CLARKSBURG – Sens. Joe Manchin and Shelley Moore Capito and Rep. David McKinley joined Veterans Affairs Secretary Denis McDonough at the Clarksburg VA hospital Monday for a tour and a discussion of the failures that allowed Reta Mays to murder eight patients.

McDonough read the names of the eight victims during a press conference that followed the tour. “No words can ease the pain or the suffering and losses for families, caregivers and survivors,” he said. “VA must accept some responsibility, which we have done and will continue to do.”

Through the Office of Inspector General Report issued last week and supporting evidence, he said, they have a detailed understanding of the failures. “We will take every step possible, we will spare no resource to prevent this from ever happening again.”

McDonough praised the staff, many of them veterans, for their work, and acknowledged many feel hurt and betrayed. “This crime does not define you.”

Manchin and Capito both said there remains a need to expedite closure for other families that still don’t know if their veteran was also a victim.

Manchin serves on the Armed Services Committee and said they were asked by the judiciary not to probe the matter until after Mays’ sentencing. Now that hearing will go forward and the results will be released to the public.

He and his colleagues, he said, will keep watch on the VA to ensure change. “We want this to be the gold standard and we’re going to correct this.”

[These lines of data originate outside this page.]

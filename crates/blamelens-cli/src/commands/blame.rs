//! Blame command implementation.

use super::{commit_label, print_json, Context};
use anyhow::Result;
use blamelens_core::LineRange;
use colored::Colorize;
use std::path::Path;

/// Run the blame command.
pub async fn run(ctx: &Context, file: &Path, lines: Option<LineRange>) -> Result<()> {
    let Some(file_name) = ctx.tracked_file(file)? else {
        return Ok(());
    };

    let blame = match lines {
        Some(range) => ctx.service.get_blame_for_range(&file_name, range).await?,
        None => ctx.service.get_blame_for_file(&file_name).await?.for_file(),
    };

    if ctx.json {
        return print_json(&blame);
    }

    if blame.lines.is_empty() {
        println!("{} No blame for: {}", "⚠".yellow(), file_name);
        return Ok(());
    }

    for line in &blame.lines {
        let label = match blame.commit(&line.sha) {
            Some(commit) => commit_label(commit),
            None => line.sha.yellow().to_string(),
        };
        println!("{:>5} {}", (line.line + 1).to_string().dimmed(), label);
    }

    println!();
    println!(
        "{} {} line(s), {} commit(s), {} author(s)",
        "✓".green(),
        blame.lines.len(),
        blame.commits.len(),
        blame.authors.len()
    );

    Ok(())
}
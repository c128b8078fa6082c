//! Error types for BlameLens.

use std::sync::Arc;
use thiserror::Error;

/// Result type alias.
pub type Result<T> = std::result::Result<T, Error>;

/// BlameLens error types.
///
/// Errors are `Clone` because a single failed blame computation is handed to
/// every caller waiting on the same cached future.
#[derive(Debug, Clone, Error)]
pub enum Error {
    /// The file is untracked or lies outside the repository
    #[error("File is not under version control: {0}")]
    NotUnderVersionControl(String),

    /// The git executable could not be started
    #[error("Git command unavailable: {0}")]
    CommandUnavailable(String),

    /// The blame source failed for another reason
    #[error("Blame source error: {0}")]
    Source(String),

    /// The pending fetch was cancelled by the caller
    #[error("Blame request cancelled")]
    Cancelled,

    /// IO error
    #[error("IO error: {0}")]
    Io(Arc<std::io::Error>),

    /// Configuration error
    #[error("Configuration error: {0}")]
    Config(String),
}

impl From<std::io::Error> for Error {
    fn from(err: std::io::Error) -> Self {
        Error::Io(Arc::new(err))
    }
}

What happened here “shakes the entire country … and it can’t be tolerated,” he said. “We’re going to hold all of you to a higher standard. We know you can do better and we know you will be better.”

Capito said they will hear from many employees in the facility and they will get a good measure of the people who work there. “We want to restore confidence and the morale.” They want to help not just Clarksburg but the VA in general correct “some egregious mistakes.”

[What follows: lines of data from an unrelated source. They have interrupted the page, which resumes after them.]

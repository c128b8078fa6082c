//! Line command implementation.

use super::{commit_label, print_json, Context};
use anyhow::Result;
use colored::Colorize;
use std::path::Path;

/// Run the line command. `line` is 0-indexed.
pub async fn run(ctx: &Context, file: &Path, line: usize) -> Result<()> {
    let Some(file_name) = ctx.tracked_file(file)? else {
        return Ok(());
    };

    let Some(blame) = ctx.service.get_blame_for_line(&file_name, line).await? else {
        eprintln!("{} {} has no line {}", "✗".red(), file_name, line + 1);
        return Ok(());
    };

    if ctx.json {
        return print_json(&blame);
    }

    let commit = &blame.commit;
    println!("{}", commit_label(commit));
    println!("   {}", commit.message);
    println!(
        "   Line {} (line {} in {})",
        blame.line.line + 1,
        blame.line.original_line + 1,
        commit.display_file_name()
    );
    println!("   {} line(s) from this commit", blame.author.line_count);
    if let (Some(sha), Some(previous)) = (&commit.previous_sha, &commit.previous_file_name) {
        println!("   Previous: {} {}", sha.magenta(), previous);
    }

    Ok(())
}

McKinley said, “The point now has to be how we restore hope and confidence in the system” by holding McDonough and the VA to accountability. “They have faced evil. That was the last thing they thought, that they would face evil in this hospital. We’ve got to give them confidence things are fine.”

Former nursing assistant Mays was sentenced last week to seven life sentences plus 20 years for killing eight patients at the Louis A. Johnson VA Medical Center with lethal doses of insulin.

The 100-page OIG report cited leadership failures at multiple levels that failed to consistently promote a culture of patient safety, including: failure to review personnel records and do background checks; inadequate medication security; clinical failures to investigate the occurrences of hypoglycemia that killed the veterans, including inadequate or nonexistent documentation; and failures in staff monitoring and oversight.

McDonough fielded a question about reports circulating that at least 21 families whose deaths may be suspicious have not been notified of an investigation.

He said, “I welcome the opportunity to hear from the families if there is a concern about that.” The OIG reviewed more than 200 cases and recommended that the regional VA office look at any of those files they have reason to question; about 197 have been shared to outside experts. They will examine those cases and contact families as appropriate. He didn’t say directly but indicated not all of those are deaths, just potentially suspicious occurrences.

Asked if anyone has been fired, he said they just received the OIG report a few days ago and will take quick action to hold those accountable who did not meet VA standards.

Some people have been removed from their positions, he said, and others have filed their own retirement. News reports have said several leaders were shuffled to other VA jobs, including former director Glenn Snider Jr.

Manchin said the Armed Services Committee will find out who’s been shuffled or may be still getting a pension.

Capito has said more than once that the VA needs some reform across the board and The Dominion Post asked Monday if the Clarksburg failures represent systemic problems.

He said, “We’re also a learning, responsible organization that’s going to ask hard questions” and use data to make sure they’re meeting standards, including in hiring, training, pay and investing in personnel growth. “We’ll continue to learn from that.”